WHAT THE EXERCISE ASKS: Read through the listing, and wherever a line holds the word "HeadingState", return it.
········
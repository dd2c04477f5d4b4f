//! Event-walk state for the markdown renderer.

use std::collections::HashMap;

use pulldown_cmark::Alignment;

use crate::util::slugify;

/// Text that is being captured instead of written to the output.
///
/// Code block content and image alt text are buffered until their end tag so
/// the backend can render them in one piece.
#[derive(Debug, Default)]
pub(crate) enum Capture {
    #[default]
    Off,
    Code {
        lang: Option<String>,
        content: String,
    },
    Image {
        src: String,
        title: String,
        alt: String,
    },
}

impl Capture {
    /// Append text to whichever buffer is open. Returns `false` when off.
    pub(crate) fn push(&mut self, text: &str) -> bool {
        match self {
            Self::Off => false,
            Self::Code { content, .. } => {
                content.push_str(text);
                true
            }
            Self::Image { alt, .. } => {
                alt.push_str(text);
                true
            }
        }
    }

    pub(crate) fn take(&mut self) -> Self {
        std::mem::take(self)
    }
}

/// Column alignment and position inside a GFM table.
#[derive(Debug, Default)]
pub(crate) struct TableState {
    alignments: Vec<Alignment>,
    in_head: bool,
    cell: usize,
}

impl TableState {
    pub(crate) fn start(&mut self, alignments: Vec<Alignment>) {
        *self = Self {
            alignments,
            ..Self::default()
        };
    }

    pub(crate) fn set_head(&mut self, in_head: bool) {
        self.in_head = in_head;
        self.cell = 0;
    }

    pub(crate) fn start_row(&mut self) {
        self.cell = 0;
    }

    pub(crate) fn next_cell(&mut self) {
        self.cell += 1;
    }

    pub(crate) fn cell_tag(&self) -> &'static str {
        if self.in_head { "th" } else { "td" }
    }

    pub(crate) fn cell_style(&self) -> &'static str {
        match self.alignments.get(self.cell) {
            Some(Alignment::Left) => r#" style="text-align:left""#,
            Some(Alignment::Center) => r#" style="text-align:center""#,
            Some(Alignment::Right) => r#" style="text-align:right""#,
            Some(Alignment::None) | None => "",
        }
    }
}

/// Table of contents entry.
#[derive(Clone, Debug, PartialEq, Eq)]
#[cfg_attr(feature = "serde", derive(serde::Serialize, serde::Deserialize))]
pub struct TocEntry {
    /// Heading level (1-6).
    pub level: u8,
    /// Heading text.
    pub title: String,
    /// Anchor ID for linking.
    pub id: String,
}

/// A heading whose end tag has been reached.
pub(crate) struct FinishedHeading {
    pub level: u8,
    pub id: String,
    pub html: String,
}

/// Heading capture, title extraction and anchor allocation.
#[derive(Debug, Default)]
pub(crate) struct HeadingState {
    extract_title: bool,
    level: Option<u8>,
    text: String,
    html: String,
    title: Option<String>,
    toc: Vec<TocEntry>,
    ids: HashMap<String, usize>,
}

impl HeadingState {
    pub(crate) fn new(extract_title: bool) -> Self {
        Self {
            extract_title,
            ..Self::default()
        }
    }

    pub(crate) fn is_active(&self) -> bool {
        self.level.is_some()
    }

    pub(crate) fn start(&mut self, level: u8) {
        self.level = Some(level);
        self.text.clear();
        self.html.clear();
    }

    /// Record plain text (for the slug and toc) and its markup.
    pub(crate) fn push(&mut self, text: &str, html: &str) {
        self.text.push_str(text);
        self.html.push_str(html);
    }

    pub(crate) fn push_html(&mut self, html: &str) {
        self.html.push_str(html);
    }

    /// Close the heading. The first H1 becomes the title when extraction is
    /// enabled; every other heading is added to the toc.
    pub(crate) fn finish(&mut self) -> Option<FinishedHeading> {
        let level = self.level.take()?;
        let text = std::mem::take(&mut self.text);
        let title = text.trim().to_owned();
        let id = self.allocate_id(&title);

        if self.extract_title && level == 1 && self.title.is_none() {
            self.title = Some(title);
        } else {
            self.toc.push(TocEntry {
                level,
                title,
                id: id.clone(),
            });
        }

        Some(FinishedHeading {
            level,
            id,
            html: std::mem::take(&mut self.html),
        })
    }

    fn allocate_id(&mut self, text: &str) -> String {
        let base = slugify(text);
        let seen = self.ids.entry(base.clone()).or_default();
        let id = if *seen == 0 {
            base
        } else {
            format!("{base}-{seen}")
        };
        *seen += 1;
        id
    }

    pub(crate) fn take_title(&mut self) -> Option<String> {
        self.title.take()
    }

    pub(crate) fn take_toc(&mut self) -> Vec<TocEntry> {
        std::mem::take(&mut self.toc)
    }
}

/// Escape HTML special characters.
///
/// ```
/// assert_eq!(mdview_renderer::escape_html("<a href='x'>"), "&lt;a href=&#x27;x&#x27;&gt;");
/// ```
#[must_use]
pub fn escape_html(s: &str) -> String {
    let mut out = String::with_capacity(s.len());
    for c in s.chars() {
        match c {
            '&' => out.push_str("&amp;"),
            '<' => out.push_str("&lt;"),
            '>' => out.push_str("&gt;"),
            '"' => out.push_str("&quot;"),
            '\'' => out.push_str("&#x27;"),
            _ => out.push(c),
        }
    }
    out
}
········
OUTPUT OF THE TASK:
pub(crate) struct HeadingState {
impl HeadingState {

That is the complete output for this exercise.